Since the discovery of Coronatine, the chemical synthesis of Coronatine has always been a research focus in order to obtain higher content of Coronatine. The chemical synthesis of Coronatine has been deeply studied by Shimin, Hokkaido University, Japan. However, the synthesis process is complex, the cost is high, and it is difficult to carry out industrial production.
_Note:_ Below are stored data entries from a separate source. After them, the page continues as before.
//! Keyword intent classification for chat messages.

const GREETING_KEYWORDS: [&str; 3] = ["hi", "hello", "hey"];
const ELIGIBILITY_KEYWORDS: [&str; 10] = [
    "eligible",
    "eligibility",
    "criteria",
    "requirements",
    "verify",
    "check",
    "checking",
    "assess",
    "qualify",
    "suitability",
];
const APPLY_KEYWORDS: [&str; 4] = ["apply", "application", "how to", "steps"];
const INTEREST_KEYWORDS: [&str; 3] = ["interest", "rate", "cost"];
const HELP_KEYWORDS: [&str; 2] = ["help", "guide"];

#[derive(Debug, Clone, Copy, PartialEq, Eq)]
pub enum Intent {
    Greeting,
    NameQuery,
    Eligibility,
    Apply,
    Interest,
    Help,
    General,
}

impl Intent {
    /// Greeting and name questions are answered without the guidance context.
    pub fn uses_guidance(self) -> bool {
        !matches!(self, Intent::Greeting | Intent::NameQuery)
    }
}

fn contains_any(haystack: &str, keywords: &[&str]) -> bool {
    keywords.iter().any(|k| haystack.contains(k))
}

/// Classify an English message. Keywords match as substrings of the
/// lower-cased text, checked in priority order.
pub fn classify(message: &str) -> Intent {
    let lower = message.to_lowercase();
    if contains_any(&lower, &GREETING_KEYWORDS) {
        Intent::Greeting
    } else if lower.contains("name") && message.contains('?') {
        Intent::NameQuery
    } else if contains_any(&lower, &ELIGIBILITY_KEYWORDS) {
        Intent::Eligibility
    } else if contains_any(&lower, &APPLY_KEYWORDS) {
        Intent::Apply
    } else if contains_any(&lower, &INTEREST_KEYWORDS) {
        Intent::Interest
    } else if contains_any(&lower, &HELP_KEYWORDS) {
        Intent::Help
    } else {
        Intent::General
    }
}

/// Loan questions that name no eligibility keyword are steered toward an eligibility check.
pub fn rephrase_for_eligibility(message: &str) -> String {
    let lower = message.to_lowercase();
    if !contains_any(&lower, &ELIGIBILITY_KEYWORDS) && lower.contains("loan") {
        let rephrased = format!("{message} Please check eligibility.");
        tracing::debug!("Rephrased query for eligibility: {rephrased}");
        rephrased
    } else {
        message.to_string()
    }
}

/// The name recorded in profile text (`name: X, ...`), if any.
pub fn extract_profile_name(profile: &str) -> Option<String> {
    let (_, rest) = profile.split_once("name:")?;
    let name = rest.split(',').next().unwrap_or_default().trim();
    (!name.is_empty()).then(|| name.to_string())
}

/// Name used to address the user, `there` when unknown.
pub fn profile_name(profile: &str) -> String {
    extract_profile_name(profile).unwrap_or_else(|| "there".to_string())
}

#[cfg(test)]
mod tests {
    use super::*;

    #[test]
    fn test_greeting_wins_over_everything() {
        assert_eq!(classify("Hello, am I eligible?"), Intent::Greeting);
        assert_eq!(classify("hey"), Intent::Greeting);
        // substring match: "this" contains "hi"
        assert_eq!(classify("Is this the rate?"), Intent::Greeting);
    }

    #[test]
    fn test_name_query() {
        assert_eq!(classify("What is my name?"), Intent::NameQuery);
        assert_eq!(classify("Tell me my name"), Intent::General);
    }

    #[test]
    fn test_keyword_priority() {
        assert_eq!(classify("Am I eligible for a car loan"), Intent::Eligibility);
        assert_eq!(classify("steps to apply and the rate"), Intent::Apply);
        assert_eq!(classify("What does a car loan cost"), Intent::Interest);
        assert_eq!(classify("Can you guide me"), Intent::Help);
        assert_eq!(classify("Tell me about EMI"), Intent::General);
    }

    #[test]
    fn test_rephrase_adds_eligibility_check() {
        assert_eq!(
            rephrase_for_eligibility("I want a car loan"),
            "I want a car loan Please check eligibility."
        );
        assert_eq!(
            classify(&rephrase_for_eligibility("I want a car loan")),
            Intent::Eligibility
        );
        assert_eq!(
            rephrase_for_eligibility("Am I eligible for a loan"),
            "Am I eligible for a loan"
        );
        assert_eq!(rephrase_for_eligibility("What are the rates"), "What are the rates");
    }

    #[test]
    fn test_profile_name_extraction() {
        assert_eq!(profile_name("name: Asha, email: a@b.c"), "Asha");
        assert_eq!(profile_name("name:  Ravi Kumar "), "Ravi Kumar");
        assert_eq!(profile_name("No profile data available."), "there");
        assert_eq!(extract_profile_name("name: , email: x"), None);
    }

    #[test]
    fn test_guidance_use() {
        assert!(!Intent::Greeting.uses_guidance());
        assert!(!Intent::NameQuery.uses_guidance());
        assert!(Intent::General.uses_guidance());
    }
}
The utilization of Coronatine is severely limited [11].
With the continuous and in-depth research of scientific research teams in various countries over the years, including the confirmation of the molecular structure, the verification of functions, the breeding of production strains, the optimization of fermentation conditions and the improvement of separation and purification technology, the industrialization of Coronatine has gradually become possible. According to the data, the world's first fermentation production line of Coronatine has been established in Chengdu Newsun Crop Science Co., Ltd., which has solved the problem of low fermentation potency and yield of Coronatine from the source. The industrial production of Coronatine has been realized in terms of fermentation, extraction process, production cost, etc., fully meeting the needs of large-scale production and application promotion. At present, Chengdu Newsun Crop Science Co., Ltd. has obtained two registration certificate: Coronatine 98% TC and Coronatine 0.006% SL, and successfully promoted Coronatine 0.006% SL to the market.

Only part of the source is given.